Surviving Lethal Chemotherapy by Boosting Stem Cell Activity

Increasing chemotherapy tolerance, so as to allow greater harm to be caused to cancerous tumors while the patient still survives the treatment, is a strategy that will be eclipsed by the next generation of cancer therapies. They will target cancer cells and have few to no side effects, and will certainly not be a case of flooding the body with poisons that are just a little more toxic to cancer than to the rest of the patient's cells. So the discovery made by these researchers will, I think, be something that finds application in regenerative medicine instead: a way to greatly boost stem cell activity in specific tissues should have many uses.

Treating a cancerous tumor is like watering a houseplant with a fire hose - too much water kills the plant, just as too much chemotherapy and radiation kills the patient before it kills the tumor. However, if the patient's gastrointestinal tract remains healthy and functioning, the patient's chances of survival increase exponentially. Recently, [researchers] discovered a biological mechanism that preserves the gastrointestinal tracts in mice who were delivered lethal doses of chemotherapy.

"It's our belief that this could eventually cure later-staged metastasized cancer. People will not die from cancer, if our prediction is true. All tumors from different tissues and organs can be killed by high doses of chemotherapy and radiation, but the current challenge for treating the later-staged metastasized cancer is that you actually kill the patient before you kill the tumor."

[Researchers] found that when certain proteins bind with a specific molecule on intestinal stem cells, it revs intestinal stem cells into overdrive for intestinal regeneration and repair. [Researchers have] worked with these molecules, called R-spondin1 and Slit2, for more than a decade.
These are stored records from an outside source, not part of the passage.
impl Assembler {
    /// Create an empty assembler
    pub fn new() -> Self {
        Self::default()
    }

    /// Current write offset
    #[inline]
    pub fn offset(&self) -> usize {
        self.data.len()
    }

    /// Create a fresh, unplaced label
    pub fn label(&mut self) -> Label {
        self.labels.push(None);
        Label(self.labels.len() - 1)
    }

    /// Place a label at the current write offset
    pub fn place(&mut self, label: Label) {
        self.labels[label.0] = Some(self.offset());
    }

    /// Create a label already placed at the current write offset
    pub fn here(&mut self) -> Label {
        let label = self.label();
        self.place(label);
        label
    }

    /// Intern a constant, reusing an existing pool slot when possible
    pub fn constant(&mut self, constant: Constant) -> u32 {
        for (i, existing) in self.constants.iter().enumerate() {
            if *existing == constant {
                return i as u32;
            }
        }
        self.constants.push(constant);
        (self.constants.len() - 1) as u32
    }

    /// Record the source location for instructions emitted from here on
    pub fn set_location(&mut self, line: u32, column: u32) {
        self.line_map.push(LineEntry {
            offset: self.offset() as u32,
            line,
            column,
        });
    }

    /// Record the name behind a symbol hash so diagnostics can print it
    pub fn name_symbol(&mut self, hash: u64, name: &str) -> u64 {
        if !self.symbol_names.iter().any(|(h, _)| *h == hash) {
            self.symbol_names.push((hash, name.to_string()));
        }
        hash
    }

    /// Finish assembly, resolving all patches
    pub fn assemble(mut self) -> Result<InstructionBlock, AssembleError> {
        for patch in &self.patches {
            let target = self.labels[patch.label.0].ok_or(AssembleError::UnplacedLabel(patch.label.0))?;
            let bytes = match patch.kind {
                PatchKind::Relative { instruction_start } => {
                    let delta = target as i64 - instruction_start as i64;
                    let delta = i32::try_from(delta)
                        .map_err(|_| AssembleError::OffsetOutOfRange(instruction_start))?;
                    delta.to_le_bytes()
                }
                PatchKind::Absolute => {
                    let target = u32::try_from(target)
                        .map_err(|_| AssembleError::OffsetOutOfRange(patch.at))?;
                    target.to_le_bytes()
                }
            };
            self.data[patch.at..patch.at + 4].copy_from_slice(&bytes);
        }

        Ok(InstructionBlock {
            data: self.data,
            constants: self.constants,
            line_map: self.line_map,
            symbol_names: self.symbol_names,
        })
    }

    // ========================================================================
    // Raw emitters
    // ========================================================================

    fn emit_opcode(&mut self, opcode: Opcode) -> usize {
        let start = self.offset();
        self.data.push(opcode as u8);
        start
    }

    fn emit_u8(&mut self, value: u8) {
        self.data.push(value);
    }

    fn emit_u32(&mut self, value: u32) {
        self.data.extend_from_slice(&value.to_le_bytes());
    }

    fn emit_u64(&mut self, value: u64) {
        self.data.extend_from_slice(&value.to_le_bytes());
    }

    fn emit_f64(&mut self, value: f64) {
        self.data.extend_from_slice(&value.to_bits().to_le_bytes());
    }

    fn emit_relative_label(&mut self, instruction_start: usize, label: Label) {
        self.patches.push(Patch {
            at: self.offset(),
            label,
            kind: PatchKind::Relative { instruction_start },
        });
        self.emit_u32(0);
    }

    fn emit_absolute_label(&mut self, label: Label) {
        self.patches.push(Patch {
            at: self.offset(),
            label,
            kind: PatchKind::Absolute,
        });
        self.emit_u32(0);
    }

    fn emit_branch_like(&mut self, opcode: Opcode, target: Label) {
        let start = self.emit_opcode(opcode);
        self.emit_relative_label(start, target);
    }

    // ========================================================================
    // Typed emit methods
    // ========================================================================

    /// Emit `nop`
    pub fn nop(&mut self) {
        self.emit_opcode(Opcode::Nop);
    }

    /// Emit `halt`
    pub fn halt(&mut self) {
        self.emit_opcode(Opcode::Halt);
    }

    /// Emit `typeof`
    pub fn type_of(&mut self) {
        self.emit_opcode(Opcode::Typeof);
    }

    /// Emit `readlocal index, level`
    pub fn read_local(&mut self, index: u32, level: u32) {
        self.emit_opcode(Opcode::ReadLocal);
        self.emit_u32(index);
        self.emit_u32(level);
    }

    /// Emit `setlocal index, level`
    pub fn set_local(&mut self, index: u32, level: u32) {
        self.emit_opcode(Opcode::SetLocal);
        self.emit_u32(index);
        self.emit_u32(level);
    }

    /// Emit `readglobal symbol`
    pub fn read_global(&mut self, symbol: u64) {
        self.emit_opcode(Opcode::ReadGlobal);
        self.emit_u64(symbol);
    }

    /// Emit `setglobal symbol`
    pub fn set_global(&mut self, symbol: u64) {
        self.emit_opcode(Opcode::SetGlobal);
        self.emit_u64(symbol);
    }

    /// Emit `readmembersymbol symbol`
    pub fn read_member_symbol(&mut self, symbol: u64) {
        self.emit_opcode(Opcode::ReadMemberSymbol);
        self.emit_u64(symbol);
    }

    /// Emit `setmembersymbol symbol`
    pub fn set_member_symbol(&mut self, symbol: u64) {
        self.emit_opcode(Opcode::SetMemberSymbol);
        self.emit_u64(symbol);
    }

    /// Emit `readmembervalue`
    pub fn read_member_value(&mut self) {
        self.emit_opcode(Opcode::ReadMemberValue);
    }

    /// Emit `setmembervalue`
    pub fn set_member_value(&mut self) {
        self.emit_opcode(Opcode::SetMemberValue);
    }

    /// Emit `readarrayindex index`
    pub fn read_array_index(&mut self, index: i32) {
        self.emit_opcode(Opcode::ReadArrayIndex);
        self.emit_u32(index as u32);
    }

    /// Emit `setarrayindex index`
    pub fn set_array_index(&mut self, index: i32) {
        self.emit_opcode(Opcode::SetArrayIndex);
        self.emit_u32(index as u32);
    }

    /// Emit `putvalue` for a pool constant
    pub fn put_constant(&mut self, constant: Constant) {
        let index = self.constant(constant);
        self.emit_opcode(Opcode::PutValue);
        self.emit_u32(index);
    }

    /// Emit `putvalue` for an integer literal
    pub fn put_int(&mut self, value: i64) {
        self.put_constant(Constant::Int(value));
    }

    /// Emit `putvalue` for a boolean literal
    pub fn put_bool(&mut self, value: bool) {
        self.put_constant(Constant::Bool(value));
    }

    /// Emit `putvalue` for the null literal
    pub fn put_null(&mut self) {
        self.put_constant(Constant::Null);
    }

    /// Emit `putvalue` for a symbol literal
    pub fn put_symbol(&mut self, hash: u64) {
        self.put_constant(Constant::Symbol(hash));
    }

    /// Emit `putfloat value`
    pub fn put_float(&mut self, value: f64) {
        self.emit_opcode(Opcode::PutFloat);
        self.emit_f64(value);
    }

    /// Emit `putstring` for a pool string
    pub fn put_string(&mut self, value: &str) {
        let index = self.constant(Constant::Str(value.to_string()));
        self.emit_opcode(Opcode::PutString);
        self.emit_u32(index);
    }

    /// Emit `putself`
    pub fn put_self(&mut self) {
        self.emit_opcode(Opcode::PutSelf);
    }

    /// Emit `putfunction`
    #[allow(clippy::too_many_arguments)]
    pub fn put_function(
        &mut self,
        name: u64,
        body: Label,
        argc: u32,
        minimum_argc: u32,
        lvarcount: u32,
        flags: u8,
    ) {
        self.emit_opcode(Opcode::PutFunction);
        self.emit_u64(name);
        self.emit_absolute_label(body);
        self.emit_u32(argc);
        self.emit_u32(minimum_argc);
        self.emit_u32(lvarcount);
        self.emit_u8(flags);
    }

    /// Emit `putgenerator`
    pub fn put_generator(&mut self, name: u64, resume: Label, lvarcount: u32) {
        self.emit_opcode(Opcode::PutGenerator);
        self.emit_u64(name);
        self.emit_absolute_label(resume);
        self.emit_u32(lvarcount);
    }

    /// Emit `putclass`
    pub fn put_class(
        &mut self,
        name: u64,
        property_count: u32,
        method_count: u32,
        static_method_count: u32,
        flags: u8,
    ) {
        self.emit_opcode(Opcode::PutClass);
        self.emit_u64(name);
        self.emit_u32(property_count);
        self.emit_u32(method_count);
        self.emit_u32(static_method_count);
        self.emit_u8(flags);
    }

    /// Emit `putarray count`
    pub fn put_array(&mut self, count: u32) {
        self.emit_opcode(Opcode::PutArray);
        self.emit_u32(count);
    }

    /// Emit `puthash count`
    pub fn put_hash(&mut self, count: u32) {
        self.emit_opcode(Opcode::PutHash);
        self.emit_u32(count);
    }

    /// Emit `putsupermember symbol`
    pub fn put_super_member(&mut self, symbol: u64) {
        self.emit_opcode(Opcode::PutSuperMember);
        self.emit_u64(symbol);
    }

    /// Emit `pop`
    pub fn pop(&mut self) {
        self.emit_opcode(Opcode::Pop);
    }

    /// Emit `dup`
    pub fn dup(&mut self) {
        self.emit_opcode(Opcode::Dup);
    }

    /// Emit `dupn count`
    pub fn dupn(&mut self, count: u32) {
        self.emit_opcode(Opcode::Dupn);
        self.emit_u32(count);
    }

    /// Emit `swap`
    pub fn swap(&mut self) {
        self.emit_opcode(Opcode::Swap);
    }

    /// Emit `topn offset`
    pub fn topn(&mut self, offset: u32) {
        self.emit_opcode(Opcode::Topn);
        self.emit_u32(offset);
    }

    /// Emit `setn offset`
    pub fn setn(&mut self, offset: u32) {
        self.emit_opcode(Opcode::Setn);
        self.emit_u32(offset);
    }

    /// Emit `call argc`
    pub fn call(&mut self, argc: u32) {
        self.emit_opcode(Opcode::Call);
        self.emit_u32(argc);
    }

    /// Emit `callmember symbol, argc`
    pub fn call_member(&mut self, symbol: u64, argc: u32) {
        self.emit_opcode(Opcode::CallMember);
        self.emit_u64(symbol);
        self.emit_u32(argc);
    }

    /// Emit `return`
    pub fn ret(&mut self) {
        self.emit_opcode(Opcode::Return);
    }

    /// Emit `yield`
    pub fn yield_value(&mut self) {
        self.emit_opcode(Opcode::Yield);
    }

    /// Emit `throw`
    pub fn throw(&mut self) {
        self.emit_opcode(Opcode::Throw);
    }

    /// Emit `registercatchtable handler`
    pub fn register_catchtable(&mut self, handler: Label) {
        self.emit_branch_like(Opcode::RegisterCatchTable, handler);
    }

    /// Emit `popcatchtable`
    pub fn pop_catchtable(&mut self) {
        self.emit_opcode(Opcode::PopCatchTable);
    }

    /// Emit `branch target`
    pub fn branch(&mut self, target: Label) {
        self.emit_branch_like(Opcode::Branch, target);
    }

    /// Emit `branchif target`
    pub fn branch_if(&mut self, target: Label) {
        self.emit_branch_like(Opcode::BranchIf, target);
    }

    /// Emit `branchunless target`
    pub fn branch_unless(&mut self, target: Label) {
        self.emit_branch_like(Opcode::BranchUnless, target);
    }

    /// Emit `branchlt target`
    pub fn branch_lt(&mut self, target: Label) {
        self.emit_branch_like(Opcode::BranchLt, target);
    }

    /// Emit `branchgt target`
    pub fn branch_gt(&mut self, target: Label) {
        self.emit_branch_like(Opcode::BranchGt, target);
    }

    /// Emit `branchle target`
    pub fn branch_le(&mut self, target: Label) {
        self.emit_branch_like(Opcode::BranchLe, target);
    }

    /// Emit `branchge target`
    pub fn branch_ge(&mut self, target: Label) {
        self.emit_branch_like(Opcode::BranchGe, target);
    }

    /// Emit `brancheq target`
    pub fn branch_eq(&mut self, target: Label) {
        self.emit_branch_like(Opcode::BranchEq, target);
    }

    /// Emit `branchneq target`
    pub fn branch_neq(&mut self, target: Label) {
        self.emit_branch_like(Opcode::BranchNeq, target);
    }

    /// Emit `add`
    pub fn add(&mut self) {
        self.emit_opcode(Opcode::Add);
    }

    /// Emit `sub`
    pub fn sub(&mut self) {
        self.emit_opcode(Opcode::Sub);
    }

    /// Emit `mul`
    pub fn mul(&mut self) {
        self.emit_opcode(Opcode::Mul);
    }

    /// Emit `div`
    pub fn div(&mut self) {
        self.emit_opcode(Opcode::Div);
    }

    /// Emit `mod`
    pub fn modulo(&mut self) {
        self.emit_opcode(Opcode::Mod);
    }

    /// Emit `pow`
    pub fn pow(&mut self) {
        self.emit_opcode(Opcode::Pow);
    }

    /// Emit `uadd`
    pub fn uadd(&mut self) {
        self.emit_opcode(Opcode::UAdd);
    }

    /// Emit `usub`
    pub fn usub(&mut self) {
        self.emit_opcode(Opcode::USub);
    }

    /// Emit `eq`
    pub fn eq(&mut self) {
        self.emit_opcode(Opcode::Eq);
    }

    /// Emit `neq`
    pub fn neq(&mut self) {
        self.emit_opcode(Opcode::Neq);
    }

    /// Emit `lt`
    pub fn lt(&mut self) {
        self.emit_opcode(Opcode::Lt);
    }

    /// Emit `gt`
    pub fn gt(&mut self) {
        self.emit_opcode(Opcode::Gt);
    }

    /// Emit `le`
    pub fn le(&mut self) {
        self.emit_opcode(Opcode::Le);
    }

    /// Emit `ge`
    pub fn ge(&mut self) {
        self.emit_opcode(Opcode::Ge);
    }

    /// Emit `unot`
    pub fn unot(&mut self) {
        self.emit_opcode(Opcode::UNot);
    }

    /// Emit `shl`
    pub fn shl(&mut self) {
        self.emit_opcode(Opcode::Shl);
    }

    /// Emit `shr`
    pub fn shr(&mut self) {
        self.emit_opcode(Opcode::Shr);
    }

    /// Emit `band`
    pub fn band(&mut self) {
        self.emit_opcode(Opcode::BAnd);
    }

    /// Emit `bor`
    pub fn bor(&mut self) {
        self.emit_opcode(Opcode::BOr);
    }

    /// Emit `bxor`
    pub fn bxor(&mut self) {
        self.emit_opcode(Opcode::BXor);
    }

    /// Emit `ubnot`
    pub fn ubnot(&mut self) {
        self.emit_opcode(Opcode::UBNot);
    }
}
In the study, 50-to-75 percent of the mice treated with the molecule survived otherwise lethal doses of chemotherapy. All of the mice that did not receive the molecule died. "The next step is to aim for a 100-percent survival rate in mice who are injected with the molecules and receive lethal doses of chemotherapy and radiation."

Stem cells naturally heal damaged organs and tissues, but so-called "normal" amounts of stem cells in the intestine simply cannot keep up with the wreckage left behind by the lethal doses of chemotherapy and radiation required to successfully treat late-stage tumors. However, the phalanx of extra stem cells protect the intestine and gastrointestinal tract, which means the patient can ingest nutrients, the body can perform other critical functions and the bacterial toxins in the intestine are prevented from entering the blood circulation.
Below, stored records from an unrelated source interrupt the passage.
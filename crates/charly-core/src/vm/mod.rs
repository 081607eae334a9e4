//! Virtual machine
//!
//! [`Machine`] is the interpreter context: heap, operand stack, frame and
//! catch-table chains, globals, primitive classes and the scheduler. The
//! dispatch loop and per-opcode semantics live in [`interpreter`]; value
//! construction, member lookup and control-stack plumbing live in
//! [`machine`].

pub mod interpreter;
pub mod machine;

pub use machine::{Machine, MachineOptions, Primitives};

use crate::scheduler::WorkerValue;
use crate::value::Value;
use crate::VmResult;

/// Most positional arguments a host function can receive
pub const MAX_HOST_ARGS: usize = 20;

/// Main-thread host function: machine facade, receiver, arguments
pub type MainHostFn = fn(&mut Machine, Value, &[Value]) -> VmResult<Value>;

/// Worker-side host function: pure transform over snapshot values
pub type WorkerHostFn = fn(&[WorkerValue]) -> Result<WorkerValue, String>;

/// The native target of a CFunction
///
/// The variant encodes the thread policy: `Main` requires the interpreter
/// thread (it receives the machine facade), `Blocking` may only run on a
/// worker thread, and `Pure` is a data transform that runs anywhere.
#[derive(Clone, Copy)]
pub enum HostCallable {
    /// Main-thread only; receives the machine facade
    Main(MainHostFn),
    /// Runs on any thread; pure snapshot transform
    Pure(WorkerHostFn),
    /// Worker-thread only; blocking snapshot transform
    Blocking(WorkerHostFn),
}

impl HostCallable {
    /// Whether the interpreter thread may invoke this callable directly
    pub fn callable_on_main(&self) -> bool {
        matches!(self, HostCallable::Main(_) | HostCallable::Pure(_))
    }

    /// Whether a worker thread may invoke this callable
    pub fn callable_on_worker(&self) -> bool {
        matches!(self, HostCallable::Pure(_) | HostCallable::Blocking(_))
    }

    /// Policy name for diagnostics
    pub fn policy_name(&self) -> &'static str {
        match self {
            HostCallable::Main(_) => "main",
            HostCallable::Pure(_) => "both",
            HostCallable::Blocking(_) => "worker",
        }
    }
}

impl std::fmt::Debug for HostCallable {
    fn fmt(&self, f: &mut std::fmt::Formatter<'_>) -> std::fmt::Result {
        write!(f, "HostCallable::{}", self.policy_name())
    }
}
You sell current chemotherapies short by saying they are "just a little more toxic to cancer than to the rest of the patient's cells." That is not true. In fact, their toxicity is quite selective toward actively dividing cells. They are not so good at preferentially killing only cancerous actively dividing cells. If you can rescue or replace the most critical non-malignant dividing cells, delivering more of a blow toward the cancerous ones, that seems like a powerful approach to me.

The population of cancer cells in a patient with advanced disease is so high that the polymorphism and genetic mutability of cancer cells will tend to leave at least a few of them outside of any targeting net you might cast. I may agree with you about many of the broad predictions for the future of biotechnology with respect to aging and disease, but you're over-optimistic to think that targeted cancer therapies will have such complete success.
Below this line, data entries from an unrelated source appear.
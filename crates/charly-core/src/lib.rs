//! Charly VM runtime core
//!
//! This crate provides the runtime of the Charly virtual machine:
//! - NaN-boxed value representation
//! - Cell heap with a mark-sweep garbage collector
//! - Frame / catch-table control stack
//! - Bytecode interpreter
//! - Cooperative task, timer, fiber and worker-thread scheduler

#![warn(missing_docs)]
#![warn(rust_2018_idioms)]

pub mod builtins;
pub mod heap;
pub mod scheduler;
pub mod symbol;
pub mod value;
pub mod vm;

pub use heap::{CellKind, CellRef, GcConfig, GcStats, Heap};
pub use symbol::SymbolTable;
pub use value::Value;
pub use vm::{HostCallable, Machine, MachineOptions};

use thiserror::Error;

/// Machine execution errors
///
/// `Exception` is the only recoverable variant: it carries a thrown user
/// value and is consumed by catch-table unwinding inside the dispatch loop.
/// Every other variant is a terminal machine panic.
#[derive(Debug, Error)]
pub enum VmError {
    /// A user-level exception payload in flight
    #[error("uncaught exception")]
    Exception(Value),

    /// Operand stack popped below its floor
    #[error("operand stack underflow")]
    StackUnderflow,

    /// Operand stack grew past its configured ceiling
    #[error("operand stack overflow")]
    StackOverflow,

    /// The byte at the instruction pointer is not a valid opcode
    #[error("invalid opcode: {0:#04x}")]
    InvalidOpcode(u8),

    /// The instruction pointer left the instruction block
    #[error("instruction pointer out of bounds: {0}")]
    IpOutOfBounds(usize),

    /// An opcode observed a value of the wrong kind
    #[error("type error: {0}")]
    TypeError(String),

    /// A local variable slot or lexical level does not exist
    #[error("bad local access: {0}")]
    BadLocalAccess(String),

    /// Heap exhausted even after growth
    #[error("heap exhausted")]
    OutOfMemory,

    /// A host function ran on a thread its policy forbids
    #[error("thread policy violation: {0}")]
    ThreadPolicy(String),

    /// Internal invariant violation
    #[error("machine panic: {0}")]
    Panic(String),
}

/// Machine execution result
pub type VmResult<T> = Result<T, VmError>;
Posted by: José at August 1st, 2013 4:05 PM

Fortunately, there are thousands of natural compounds(not patented drugs) that can selectively kill cancer cells while causing no harm to normal healthy cells. My research has been focused on selenium. Sodium selenite shows great promise as a nontoxic chemotherapeutic agent especially when combined in a cocktail consisting of other mitochondrial ROS inducing agents. Once the profit motive is removed, there will be many different natural, safe and effective protocols for eradicating tumors. The best and most effective strategy for triggering apoptosis in cancerous cells is by causing further mitochondrial damage to already damaged and dysfunctional mitochondria. There are a few metabolic pathways that can be targeted that involve generating excess oxidative stress. Inhibiting FASN is proving to be an excellent target and several natural compounds have been shown to trigger apoptosis selectively by inhibiting fatty acid synthesis. EGCG is one of these molecules.

Cancer is a metabolic disease. Abnormal metabolism and mitochondrial dysfunction are common to all forms of cancer. Genetic defects are highly variable and are not the prime drivers of this disease. However, damage to mitochondrial DNA might be an initiating event but not likely to be initiated by damage to nuclear DNA.

So I question the original premise that standard chemotherapy and radiation will persist as the only option for killing cancer cells. The science behind selenium and other natural compounds can not be ignored any longer. Many millions of cancer patients are dying because of a system that has little room for the development of inexpensive, safe and effective medicine based on non-patented nutraceuticals.